Acquistano un appartamento con un impianto di condizionamento dell’aria difettoso: escluso il risarcimento (Corte di Cassazione, Sezione II Civile, Sentenza 10 ottobre 2022, n. 29349).

REPUBBLICA ITALIANA

IN NOME DEL POPOLO ITALIANO

LA CORTE SUPREMA DI CASSAZIONE

SEZIONE SECONDA CIVILE

Composta dagli Ill.mi Sigg.ri Magistrati:

Dott. DI VIRGILIO Rosa Maria – Presidente –

Dott. PAPA Patrizia – Consigliere –

Dott. FORTUNATO Giuseppe – Consigliere –

Dott. DONGIACOMO Giuseppe – Consigliere –

Dott. LA BATTAGLIA Luigi – Rel. Consigliere –

ha pronunciato la seguente:

ORDINANZA

sul ricorso iscritto al n.7124/2017 R.G. proposto da:

(OMISSIS) ANNA MARIA e (OMISSIS) CLAUDIO, domiciliati ex lege in Roma, piazza Cavour presso la cancelleria della Corte di Cassazione, rappresentati e difesi dall’avvocato (OMISSIS) ALESSANDRO per procura in calce al ricorso;

-ricorrenti-

contro

(OMISSIS) SRL;

(OMISSIS) DUEMILA SRL;

-intimate-

avverso la sentenza della Corte d’Appello di Firenze n. 299/2017, depositata il 07/02/2017.

Udita la relazione svolta nella camera di consiglio del 15/09/2022 dal Consigliere Dott.
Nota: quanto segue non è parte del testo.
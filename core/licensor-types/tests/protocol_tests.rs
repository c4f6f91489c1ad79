use chrono::{TimeZone, Utc};
use licensor_types::protocol::{
    CompleteTransferRequest, ConfirmCodeRebindRequest, Envelope, InitiateTransferRequest,
};
use licensor_types::{
    AccountId, ActivationRecord, CodeBinding, HardwareId, RateLimitReason, Reason,
    SubscriptionSummary, TransferToken, TransferUsage, TrialOffer,
};
use pretty_assertions::assert_eq;
use serde::de::DeserializeOwned;
use serde_json::json;

fn account() -> AccountId {
    AccountId::new("a@x.com").unwrap()
}

fn hw(id: &str) -> HardwareId {
    HardwareId::new(id).unwrap()
}

// ── Reason tags ───────────────────────────────────────────────────

#[test]
fn rate_limit_reason_wire_tags() {
    for (reason, tag) in [
        (RateLimitReason::RateLimitInterval, "rate_limit_interval"),
        (RateLimitReason::RateLimitExceeded, "rate_limit_exceeded"),
        (RateLimitReason::RateLimitThrottled, "rate_limit_throttled"),
    ] {
        assert_eq!(serde_json::to_value(reason).unwrap(), json!(tag));
        assert_eq!(reason.as_str(), tag);
        assert_eq!(serde_json::to_value(Reason::from(reason)).unwrap(), json!(tag));
    }
}

#[test]
fn status_failure_wire_tags() {
    assert_eq!(serde_json::to_value(Reason::Expired).unwrap(), json!("expired"));
    assert_eq!(serde_json::to_value(Reason::HostNotRunning).unwrap(), json!("fortnite_closed"));
    assert_eq!(serde_json::to_value(Reason::NoInternet).unwrap(), json!("no_internet"));
    assert_eq!(serde_json::to_value(Reason::NotFound).unwrap(), json!("not_found"));
    assert_eq!(
        serde_json::to_value(Reason::MaxTransfersExceeded).unwrap(),
        json!("max_transfers_exceeded")
    );
}

#[test]
fn trial_refusal_wire_tag() {
    assert_eq!(
        serde_json::to_value(Reason::TrialUsed).unwrap(),
        json!("trial_already_used_on_device")
    );
}

#[test]
fn reason_display_uses_wire_tag() {
    assert_eq!(Reason::HostNotRunning.to_string(), "fortnite_closed");
    assert_eq!(Reason::InvalidTransferToken.to_string(), "invalid_transfer_token");
}

#[test]
fn reason_rate_limit_projection() {
    assert_eq!(Reason::RateLimitThrottled.rate_limit(), Some(RateLimitReason::RateLimitThrottled));
    assert_eq!(Reason::Expired.rate_limit(), None);
}

#[test]
fn entitlement_failures() {
    assert!(Reason::Expired.is_entitlement_failure());
    assert!(Reason::NotFound.is_entitlement_failure());
    assert!(Reason::DeviceMismatch.is_entitlement_failure());
    assert!(!Reason::RateLimitExceeded.is_entitlement_failure());
    assert!(!Reason::Generic.is_entitlement_failure());
}

// ── Envelope ──────────────────────────────────────────────────────

#[test]
fn failure_envelope_omits_empty_fields() {
    let env: Envelope<()> = Envelope::fail(Reason::RateLimitInterval, "wait")
        .with_retry_after(42);
    let value = serde_json::to_value(&env).unwrap();
    assert_eq!(
        value,
        json!({
            "success": false,
            "message": "wait",
            "reason": "rate_limit_interval",
            "retry_after_secs": 42
        })
    );
}

#[test]
fn quota_envelope_reports_usage() {
    let env: Envelope<()> = Envelope::fail(Reason::MaxTransfersExceeded, "limit")
        .with_usage(TransferUsage { used: 10, max: 10 });
    let value = serde_json::to_value(&env).unwrap();
    assert_eq!(value["usage"]["transfers_used"], json!(10));
    assert_eq!(value["usage"]["max_transfers_per_30days"], json!(10));
}

#[test]
fn envelope_parses_without_optional_fields() {
    let env: Envelope<SubscriptionSummary> =
        serde_json::from_str(r#"{"success":false,"message":"nothing here"}"#).unwrap();
    assert!(!env.success);
    assert!(env.reason.is_none());
    assert!(env.data.is_none());
}

/// Parses the way a client generic over the payload type does.
fn parse_any<T: DeserializeOwned>(body: &str) -> Envelope<T> {
    serde_json::from_str(body).unwrap()
}

#[test]
fn envelope_parses_for_any_payload_type() {
    let env: Envelope<TrialOffer> =
        parse_any(r#"{"success":true,"message":"sent","data":{"trial_days":7}}"#);
    assert_eq!(
        env.data,
        Some(TrialOffer {
            trial_days: 7,
            existing_trial: false
        })
    );

    let empty: Envelope<CodeBinding> = parse_any(r#"{"success":true,"message":"ok"}"#);
    assert_eq!(empty.data, None);
}

#[test]
fn envelope_roundtrip_with_summary() {
    let summary = SubscriptionSummary {
        account: account(),
        tier: "pro".into(),
        expires_at: Utc.with_ymd_and_hms(2030, 1, 1, 0, 0, 0).unwrap(),
        is_active: true,
        hardware_id: Some(hw("H1")),
    };
    let env = Envelope::ok("found", summary.clone());
    let json = serde_json::to_string(&env).unwrap();
    let parsed: Envelope<SubscriptionSummary> = serde_json::from_str(&json).unwrap();
    assert_eq!(parsed.data, Some(summary));
}

// ── Requests ──────────────────────────────────────────────────────

#[test]
fn transfer_requests_use_wire_field_names() {
    let init = InitiateTransferRequest {
        email: account(),
        current_hardware_id: hw("H1"),
    };
    assert_eq!(
        serde_json::to_value(&init).unwrap(),
        json!({"email": "a@x.com", "current_hardware_id": "H1"})
    );

    let complete = CompleteTransferRequest {
        email: account(),
        new_hardware_id: hw("H2"),
        transfer_token: TransferToken::parse("tok").unwrap(),
    };
    assert_eq!(
        serde_json::to_value(&complete).unwrap(),
        json!({"email": "a@x.com", "new_hardware_id": "H2", "transfer_token": "TOK"})
    );
}

// ── ActivationRecord ──────────────────────────────────────────────

#[test]
fn activation_record_wire_names() {
    let value = json!({
        "email": "A@X.com",
        "hardware_id": "H1",
        "subscription_type": "pro",
        "expiry_date": "2030-01-01T00:00:00Z",
        "is_active": true
    });
    let record: ActivationRecord = serde_json::from_value(value).unwrap();
    assert_eq!(record.account, account());
    assert_eq!(record.tier, "pro");
    assert!(!record.email_verified);
    assert_eq!(record.transfer_count, 0);
    assert!(record.last_transfer_at.is_none());
}

#[test]
fn activation_record_expiry_and_binding() {
    let expires = Utc.with_ymd_and_hms(2030, 1, 31, 0, 0, 0).unwrap();
    let summary = SubscriptionSummary {
        account: account(),
        tier: "pro".into(),
        expires_at: expires,
        is_active: true,
        hardware_id: None,
    };
    let record = ActivationRecord::from_summary(&summary, hw("H1"));

    assert!(record.is_bound_to(&hw("H1")));
    assert!(!record.is_bound_to(&hw("H2")));

    let before = Utc.with_ymd_and_hms(2030, 1, 1, 0, 0, 0).unwrap();
    assert!(!record.is_expired(before));
    assert_eq!(record.days_until_expiry(before), 30);
    assert!(record.is_expired(expires));
    assert_eq!(record.days_until_expiry(expires + chrono::Duration::days(3)), 0);

    assert_eq!(record.summary().hardware_id, Some(hw("H1")));
}

#[test]
fn transfer_usage_remaining() {
    let usage = TransferUsage { used: 7, max: 10 };
    assert_eq!(usage.remaining(), 3);
    assert!(!usage.is_exhausted());
    assert!(TransferUsage { used: 10, max: 10 }.is_exhausted());
    assert_eq!(TransferUsage { used: 12, max: 10 }.remaining(), 0);
}

#[test]
fn code_rebind_request_uses_wire_field_names() {
    let confirm = ConfirmCodeRebindRequest {
        code: "PROMO-30".to_string(),
        otp_code: "123456".to_string(),
        new_hardware_id: hw("H2"),
    };
    assert_eq!(
        serde_json::to_value(&confirm).unwrap(),
        json!({"code": "PROMO-30", "otp_code": "123456", "new_hardware_id": "H2"})
    );
}
//! Initial subscriptions and codes, loaded from JSON.
//!
//! ```json
//! {
//!   "subscriptions": [{
//!     "email": "a@x.com",
//!     "hardware_id": "H1",
//!     "subscription_type": "pro",
//!     "expiry_date": "2031-01-01T00:00:00Z",
//!     "is_active": true,
//!     "recent_transfers": ["2030-12-20T10:00:00Z"]
//!   }],
//!   "codes": [{ "code": "PROMO-30", "subscription_type": "pro", "duration_days": 30 }]
//! }
//! ```

use anyhow::{Context, Result};
use chrono::{DateTime, Utc};
use licensor_types::{AccountId, ActivationRecord};
use serde::{Deserialize, Serialize};
use std::path::Path;

#[derive(Debug, Clone, Default, PartialEq, Eq, Serialize, Deserialize)]
pub struct Seed {
    #[serde(default)]
    pub subscriptions: Vec<SubscriptionSeed>,
    #[serde(default)]
    pub codes: Vec<CodeSeed>,
}

/// A subscription plus the transfers it already made.
#[derive(Debug, Clone, PartialEq, Eq, Serialize, Deserialize)]
pub struct SubscriptionSeed {
    #[serde(flatten)]
    pub record: ActivationRecord,
    /// Completed transfers counted against the rolling quota.
    #[serde(default)]
    pub recent_transfers: Vec<DateTime<Utc>>,
}

#[derive(Debug, Clone, PartialEq, Eq, Serialize, Deserialize)]
pub struct CodeSeed {
    pub code: String,
    #[serde(rename = "subscription_type")]
    pub tier: String,
    pub duration_days: u32,
    /// Last moment the code can be redeemed.
    #[serde(default)]
    pub expires_at: Option<DateTime<Utc>>,
    #[serde(default)]
    pub redeemed_by: Option<AccountId>,
}

impl Seed {
    pub fn from_json(json: &str) -> serde_json::Result<Self> {
        serde_json::from_str(json)
    }

    /// Reads a seed file.
    pub fn load(path: &Path) -> Result<Self> {
        let json = std::fs::read_to_string(path)
            .with_context(|| format!("failed to read seed file {}", path.display()))?;
        Self::from_json(&json)
            .with_context(|| format!("failed to parse seed file {}", path.display()))
    }
}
LUIGI LA BATTAGLIA.

RAGIONI IN FATTO E IN DIRITTO DELLA DECISIONE

1. Anna Maria (OMISSIS) e Claudio (OMISSIS) acquistarono da (OMISSIS) 2000 s.r.l. un appartamento dotato di impianto di condizionamento dell’aria installato da (OMISSIS) (OMISSIS) (OMISSIS) s.n.c. (ora (OMISSIS) s.r.l. ), che quest’ultima provvide, poi, a sostituire, nel 2008, in quanto non più funzionante.

A seguito di ulteriori perdite di pressione delle condutture, nel 2011 la (OMISSIS) intervenne nuovamente per la sostituzione di tutte le tubazioni.

Gli odierni ricorrenti convennero , pertanto , in giudizio, dinanzi al Tribunale di Grosseto, (OMISSIS) 2000 s.r.l. e (OMISSIS) s.r.l. chiedendo, nei confronti della prima, la riduzione del prezzo in ragione del minor valore dell’immobile venduto, e nei confronti di entrambe il risarcimento dei danni patrimoniali e non patrimoniali.

Costituendosi in giudizio, le parti convenute formularono eccezione di prescrizione ex art. 1667 c.c., che il giudice di prime cure accolse, conseguentemente rigettando la domanda degli attori.

Interposto appello da parte di (OMISSIS) e (OMISSIS), la Corte d’appello di Firenze, premessa la carenza di legittimazione passiva della venditrice dell’immobile rispetto all’azione di riduzione del prezzo ex art. 1668 c.c., ricondusse la fattispecie all’art. 1669 c.c., ritenendo non prescritta la relativa azione, in considerazione degli interventi di ripristino posti in essere dall’appaltatore.

I giudici di secondo grado rigettarono, peraltro, la domanda risarcitoria, ritenendo del tutto indimostrate le voci di danno invocate dagli appellanti.

Quanto al danno patrimoniale, osservò il collegio fiorentino che i difetti erano stati eliminati a cura e spese del venditore e dell’installatore sin dal marzo del 2011 (e che la precedente sostituzione dei vecchi macchinari, a spese degli appellanti, si era resa necessaria in ragione dell’obsolescenza degli stessi, ed era avvenuta a un prezzo concordato tra le parti); quanto al danno non patrimoniale, trattavasi di fastidi integranti – al più – un danno esistenziale, non suscettibile di assurgere alla soglia di risarcibilità delineata dalla più recente giurisprudenza di legittimità, a partire dalle sentenze c.d. di San Martino del 2008.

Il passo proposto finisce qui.